Al Gore's doomsaying has turned him into the world's famous environmental prophet. He is the sage in the green robe. His words are truth -- undisputable and indispensable. With the Intergovernmental Panel on Climate Change, he shared the 2007 Nobel Peace Prize "for their efforts to build up and disseminate greater knowledge about man-made climate change, and to lay the foundations for the measures that are needed to counteract such change."
"Knowledge," they wrote. And "needed" measures to counteract the change. Until this week, one of those needed measures, according to Gore, was to turn corn into fuel.
"I was also proud to stand up for the ethanol tax exemption when it was under attack in the Congress -- at one point, supplying a tie-breaking vote in the Senate to save it," Gore said during a Dec. 1, 1998, speech to a Farm Journal conference. "The more we can make this home-grown fuel a successful, widely-used product, the better-off our farmers and our environment will be."
The first part of that statement is true. The second is not.
On Aug. 4, 1994, Gore cast the tie-breaking vote in the Senate to save the EPA's ethanol mandate. The fight was between farm state politicians, who wanted to mandate ethanol use, and others who thought methanol would work just as well. Gore broke the tie in favor of the farm state lobby. Though he claimed it was for the planet, Gore's support of ethanol really was to buy the votes of farmers. He admitted as much in Athens:
One of the reasons I made that mistake is that I paid particular attention to the farmers in my home state of Tennessee, and I had a certain fondness for the farmers in the state of Iowa because I was about to run for president.Al Gore? Put politics before the planet? Pshaw.
But it is true; he has admitted it.
This is important because Gore's ethanol exploits duplicate the entire global climate change debate in miniature form.

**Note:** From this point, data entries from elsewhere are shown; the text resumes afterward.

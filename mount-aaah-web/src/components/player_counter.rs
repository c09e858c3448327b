//! The live "players online" counter.
//!
//! The counter resolves the configured place to its universe once and then polls the player
//! count of that universe on a fixed interval until it is dropped.
use std::cell::Cell;
use std::rc::Rc;

use futures::future::{abortable, AbortHandle};
use futures::{pin_mut, Stream, StreamExt};
use gloo_timers::future::IntervalStream;
use mount_aaah_api::id::{PlaceId, UniverseId};
use mount_aaah_api::Client;
use wasm_bindgen_futures::spawn_local;
use web_sys::Element;

use crate::consts::{
    LABEL_ONLINE, LABEL_UNAVAILABLE, PLAYERS_ID, PLAYERS_LABEL_ID, PLAYERS_ONLINE_CLASS,
    POLL_INTERVAL_MS, TEXT_LOADING, TEXT_UNAVAILABLE,
};
use crate::utils::{element_by_id, format_count, set_class};
use crate::{Error, SiteConfig};

/// Where the counter reads its numbers from.
#[allow(async_fn_in_trait)]
pub trait PlayerSource {
    /// Resolves the universe the place belongs to.
    async fn universe(&self, place: PlaceId) -> Result<UniverseId, Error>;

    /// Returns the number of players currently in the universe.
    async fn playing(&self, universe: UniverseId) -> Result<u64, Error>;
}

impl PlayerSource for Client {
    async fn universe(&self, place: PlaceId) -> Result<UniverseId, Error> {
        Ok(self.universes().get_by_place(place).await?)
    }

    async fn playing(&self, universe: UniverseId) -> Result<u64, Error> {
        Ok(self.games().playing(universe).await?)
    }
}

/// Where the counter writes its readings to.
pub trait CounterDisplay {
    fn show(&self, reading: &Reading);
}

/// What the counter currently displays.
#[derive(Copy, Clone, Debug, PartialEq, Eq)]
pub enum Reading {
    Loading,
    Count(u64),
    Unavailable,
}

impl Reading {
    pub fn text(&self) -> String {
        match self {
            Self::Loading => TEXT_LOADING.to_owned(),
            Self::Count(count) => format_count(*count),
            Self::Unavailable => TEXT_UNAVAILABLE.to_owned(),
        }
    }

    pub fn label(&self) -> &'static str {
        match self {
            Self::Loading | Self::Count(_) => LABEL_ONLINE,
            Self::Unavailable => LABEL_UNAVAILABLE,
        }
    }

    /// Returns whether the online marker should be set. `None` leaves it untouched.
    pub fn online(&self) -> Option<bool> {
        match self {
            Self::Loading => None,
            Self::Count(count) => Some(*count > 0),
            Self::Unavailable => Some(false),
        }
    }
}

#[derive(Copy, Clone, Debug, PartialEq, Eq)]
pub enum CounterState {
    Idle,
    ResolvingUniverse,
    Polling,
    /// The universe could not be resolved. This state is final.
    Unavailable,
}

#[derive(Debug)]
pub struct PlayerCounter<S, D> {
    source: S,
    display: D,
    state: Rc<Cell<CounterState>>,
    universe: Option<UniverseId>,
    last_count: Option<u64>,
}

impl<S, D> PlayerCounter<S, D>
where
    S: PlayerSource,
    D: CounterDisplay,
{
    pub fn new(source: S, display: D) -> Self {
        Self {
            source,
            display,
            state: Rc::new(Cell::new(CounterState::Idle)),
            universe: None,
            last_count: None,
        }
    }

    #[inline]
    pub fn state(&self) -> CounterState {
        self.state.get()
    }

    /// Returns a shared view of the state that stays readable after the counter was moved
    /// into its task.
    pub fn watch_state(&self) -> Rc<Cell<CounterState>> {
        self.state.clone()
    }

    #[inline]
    pub fn universe(&self) -> Option<UniverseId> {
        self.universe
    }

    /// Returns the count of the last poll, or `None` if it failed or nothing was polled yet.
    #[inline]
    pub fn last_count(&self) -> Option<u64> {
        self.last_count
    }

    /// Resolves `place` to its universe. Once resolved the universe is cached.
    pub async fn resolve(&mut self, place: PlaceId) -> Result<UniverseId, Error> {
        if let Some(universe) = self.universe {
            return Ok(universe);
        }

        self.state.set(CounterState::ResolvingUniverse);
        self.display.show(&Reading::Loading);

        match self.source.universe(place).await {
            Ok(universe) => {
                log::debug!("Place {} belongs to universe {}", place, universe);

                self.universe = Some(universe);
                self.state.set(CounterState::Polling);
                Ok(universe)
            }
            Err(err) => {
                log::warn!("Failed to resolve universe of place {}: {}", place, err);

                self.state.set(CounterState::Unavailable);
                self.display.show(&Reading::Unavailable);
                Err(err)
            }
        }
    }

    /// Polls the player count once and updates the display. Failures only degrade the display
    /// until the next successful poll.
    ///
    /// Returns `None` without polling if no universe is resolved yet.
    pub async fn poll(&mut self) -> Option<u64> {
        let universe = self.universe?;

        match self.source.playing(universe).await {
            Ok(count) => {
                self.last_count = Some(count);
                self.display.show(&Reading::Count(count));
                Some(count)
            }
            Err(err) => {
                log::warn!("Failed to poll players of universe {}: {}", universe, err);

                self.last_count = None;
                self.display.show(&Reading::Unavailable);
                None
            }
        }
    }

    /// Resolves `place`, polls immediately and then once per item yielded by `ticks`.
    ///
    /// Each poll completes before the next tick is awaited, so polls never overlap.
    pub async fn run<T>(mut self, place: PlaceId, ticks: T)
    where
        T: Stream<Item = ()>,
    {
        if self.resolve(place).await.is_err() {
            return;
        }

        pin_mut!(ticks);

        self.poll().await;
        while ticks.next().await.is_some() {
            self.poll().await;
        }
    }
}

/// The counter elements in the page.
#[derive(Clone, Debug)]
pub struct DomDisplay {
    number: Element,
    label: Element,
}

impl DomDisplay {
    pub fn new() -> Result<Self, Error> {
        Ok(Self {
            number: element_by_id(PLAYERS_ID)?,
            label: element_by_id(PLAYERS_LABEL_ID)?,
        })
    }
}

impl CounterDisplay for DomDisplay {
    fn show(&self, reading: &Reading) {
        self.number.set_text_content(Some(&reading.text()));
        self.label.set_text_content(Some(reading.label()));

        if let Some(online) = reading.online() {
            set_class(&self.number, PLAYERS_ONLINE_CLASS, online);
        }
    }
}

/// Handle to the running counter. The polling task is aborted when the handle is dropped.
#[derive(Debug)]
pub struct CounterHandle {
    abort: AbortHandle,
    state: Rc<Cell<CounterState>>,
}

impl CounterHandle {
    /// Starts the counter for the configured place.
    ///
    /// # Errors
    ///
    /// Returns an error without starting anything if no place is configured or the counter
    /// elements are missing.
    pub fn start(config: &SiteConfig) -> Result<Self, Error> {
        let place = config
            .place_id()
            .ok_or(Error::NotConfigured("robloxPlaceId"))?;
        let display = DomDisplay::new()?;

        let counter = PlayerCounter::new(Client::new(), display);
        let state = counter.watch_state();
        let ticks = IntervalStream::new(POLL_INTERVAL_MS);

        let (task, abort) = abortable(counter.run(place, ticks));
        spawn_local(async move {
            if task.await.is_err() {
                log::debug!("Player counter stopped");
            }
        });

        Ok(Self { abort, state })
    }

    /// Returns the current state of the counter task.
    #[inline]
    pub fn state(&self) -> CounterState {
        self.state.get()
    }
}

impl Drop for CounterHandle {
    fn drop(&mut self) {
        self.abort.abort();
    }
}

To gain votes, Gore pushed an idea that was widely thought to be environmentally beneficial, but which skeptics claimed was actually the opposite. The Heritage Foundation at least as far back as the early 1980s was warning that ethanol subsidies were bad energy policy. By the mid-1990s, the mandate was being attacked as a sop to the corn lobby that had no environmental benefits. And by the late 2000s, the broadly accepted view had changed entirely. Scientists had come to believe that grain-based biofuels like ethanol were driving up food prices, causing food shortages, and possibly making global warming worse.
Al Gore, though, boasted that ethanol was helping save the planet. From Gore there was no doubt, no uncertainty, no scientific argument. It was his way, the green way, or the path to planetary destruction. There were no other options.
But there were, and the people offering them -- not Al Gore -- were right. And that leads to the obvious question: If the Enviro-Oracle got ethanol wrong, then what else might he have gotten wrong?
The point is not that Gore is entirely wrong. It's that he is wrong enough (remember the errors in An Inconvenient Truth) to merit skepticism. But law doesn't take skeptics' views into account. Environmental regulations compel compliance. Only in the market does the skepticism of the minority become an important player. If Al Gore bases his personal financial investments on faulty science, it matters to no one but Al Gore, and perhaps his wife. But if states base environmental regulations on faulty science he pushed, we are all harmed.
The great ethanol error would've been corrected quickly had the market been left in control. It was only the misguided hand of government that grew this problem to global proportions, and perpetuates it still.
This fall the EPA approved a waiver allowing gasoline to contain up to 15 percent ethanol for cars made since 2007. Congress has mandated that 13.95 billion gallons of renewable fuels (mostly ethanol) be produced in 2011, up from 12.95 billion gallons this year. (Can you imagine how much worse it would be had Gore been president?)
The bottom line is this: If we cannot base our environmental policies on the pronouncements of Al Gore, should we really be passing costly, far-reaching mandates that force people to behave as Al Gore would want them to? Wouldn't it be better to let the market decide, and leave Al Gore to investing heavily in biofuel companies?